It is the only portion of that system that can be trusted to adhere to and enforce the security policy.
TCB components in a system are responsible for controlling access to the system. It is the responsibility of TCB components to ensure that a system behaves properly in all cases and that it adheres to the security policy under all circumstances.
State Machine Model
The state machine model describes a system that is always secure no matter what state it is in. It is based on a the computer science definition of a finite state machine (FSM).
An FSM combines an external input with an internal machine state to model all kinds of complex system. Given an input and a state, an FSM transitions to another state and may create an output.
According to the state machine model, a state is a snapshot of a system at a specific moment in time. If all aspects of the state meet the requirements of the security policy, that state is considered secure.
A transition always results in a new state called a state transition. If each possible state transition results in another secure state, the system can be called a secure state machine.
A secure state machine model system always
boots into a secure state
maintains a secure state across all transitions; and
allows subjects to access resources only in a secure manner compliant with the security policy.
Information Flow Model
The information flow model focuses on the flow of information. It is based on a state machine model. The Bell-LaPadula and Biba models are both information flow models, but
Bell-LaPadula is concerned with preventing information flow from a high security level to a low security level
Biba is concerned with preventing information flow from a low security level to a high security level
Information flow models
Do not necessarily deal with only the direction of information flow; they can also address the type of flow.
Are designed to prevent unauthorised, insecure, or restricted information flow, often between different levels of security.
Information flow can be between subjects and objects at the same classification level as well as between subjects and objects at different classification levels.
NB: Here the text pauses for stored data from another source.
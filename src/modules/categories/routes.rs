use axum::extract::{Path, Query, State};
use axum::http::StatusCode;
use axum::routing::get;
use axum::{Json, Router};
use chrono::Utc;
use serde::Deserialize;
use vitrin_http::error::AppError;
use vitrin_kernel::{AppState, Paginated};

use super::models::{Category, CategoryDraft};
use super::repo;
use crate::modules::{clamp_paging, parse_doc_id};

#[derive(Debug, Default, Deserialize)]
pub struct ListParams {
    pub page: Option<i64>,
    pub limit: Option<i64>,
}

pub fn router(state: AppState) -> Router {
    Router::new()
        .route("/", get(list).post(create))
        .route("/{slug}", get(get_by_slug).patch(update).delete(remove))
        .with_state(state)
}

async fn list(
    State(state): State<AppState>,
    Query(params): Query<ListParams>,
) -> Result<Json<Paginated<Category>>, AppError> {
    let (page, limit) = clamp_paging(params.page, params.limit);
    Ok(Json(repo::list(&state.db, page, limit).await?))
}

async fn create(
    State(state): State<AppState>,
    Json(draft): Json<CategoryDraft>,
) -> Result<(StatusCode, Json<Category>), AppError> {
    let doc = draft.into_document(Utc::now())?;
    repo::insert(&state.db, &doc).await?;
    Ok((StatusCode::CREATED, Json(doc)))
}

async fn get_by_slug(
    State(state): State<AppState>,
    Path(slug): Path<String>,
) -> Result<Json<Category>, AppError> {
    repo::find_by_slug(&state.db, &slug)
        .await?
        .map(Json)
        .ok_or_else(|| AppError::not_found(format!("no category with slug '{slug}'")))
}

// Writes address documents by id, reads by slug; both share the one
// path parameter.
async fn update(
    State(state): State<AppState>,
    Path(raw_id): Path<String>,
    Json(draft): Json<CategoryDraft>,
) -> Result<Json<Category>, AppError> {
    let id = parse_doc_id(&raw_id)?;
    let stored = repo::find_by_id(&state.db, id)
        .await?
        .ok_or_else(|| AppError::not_found("category not found"))?;
    let updated = draft.apply_to(stored, Utc::now())?;
    repo::update(&state.db, &updated).await?;
    Ok(Json(updated))
}

async fn remove(
    State(state): State<AppState>,
    Path(raw_id): Path<String>,
) -> Result<StatusCode, AppError> {
    let id = parse_doc_id(&raw_id)?;
    repo::delete(&state.db, id).await?;
    Ok(StatusCode::NO_CONTENT)
}
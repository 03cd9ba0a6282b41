use std::sync::Arc;

use sqlx::SqlitePool;

use crate::settings::Settings;

/// Shared application state cloned into every request handler.
#[derive(Clone)]
pub struct AppState {
    pub settings: Arc<Settings>,
    pub db: SqlitePool,
}

impl AppState {
    pub fn new(settings: Settings, db: SqlitePool) -> Self {
        Self {
            settings: Arc::new(settings),
            db,
        }
    }
}
//! Field hooks run while a draft is validated, before persistence.
//!
//! Both hooks are pure, synchronous, and total: absence flows in as
//! `None` and comes out as `None` or a pass-through, never as an error.

pub mod price;
pub mod slug;
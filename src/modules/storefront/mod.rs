pub mod routes;
pub mod views;

use async_trait::async_trait;
use axum::Router;
use vitrin_kernel::{AppState, InitCtx, Module};

/// Server-rendered public site: home, catalog, product detail, video
/// gallery and contact pages. Reads the same tables the collection
/// APIs write; owns no schema of its own.
pub struct StorefrontModule;

impl StorefrontModule {
    pub const fn new() -> Self {
        Self
    }
}

#[async_trait]
impl Module for StorefrontModule {
    fn name(&self) -> &'static str {
        "storefront"
    }

    fn pages(&self, state: AppState) -> Option<Router> {
        Some(routes::router(state))
    }

    async fn start(&self, _ctx: &InitCtx<'_>) -> anyhow::Result<()> {
        tracing::info!(module = self.name(), "storefront pages mounted at /");
        Ok(())
    }
}

/// Create a new instance of the storefront module
pub fn create_module() -> std::sync::Arc<dyn Module> {
    std::sync::Arc::new(StorefrontModule::new())
}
Are used to establish a relationship between two versions or states of the same object when those two versions or states exist at different points in time.
The noninterference model is loosely based on the information flow model. However, instead of being concerned about the flow of information, the noninterference model is concerned with how the actions of a subject at a higher security level affects the system state or the actions of a subject at a lower security level.
The actions of Subject A (high) should not affect the actions of Subject B (low), or even be noticed by Subject B. If this occurs, Subject B may be placed in an insecure state or be able to deduce or infer information from a higher level of classification. This is a type of information leakage and implicitly creates a covert channel.
The noninterference model can be imposed to provide a form of protection against damage caused by malicious programs such as Trojan horses.
**In computer security, a covert channel is a type of attack that creates a capability to transfer information objects between processes that are not supposed to be allowed to communicate by the computer security policy.
Some other models that fall into the information flow category build on the notion of how inputs and outputs between multiple systems relate to one another - which follows how information flows between systems rather than within an individual system. These are called composite theories because they explain how outputs from one system relate to inputs to another system:
Input for one system comes from the output of another system.
One system provides input to another system, which reciprocates by reversing those roles.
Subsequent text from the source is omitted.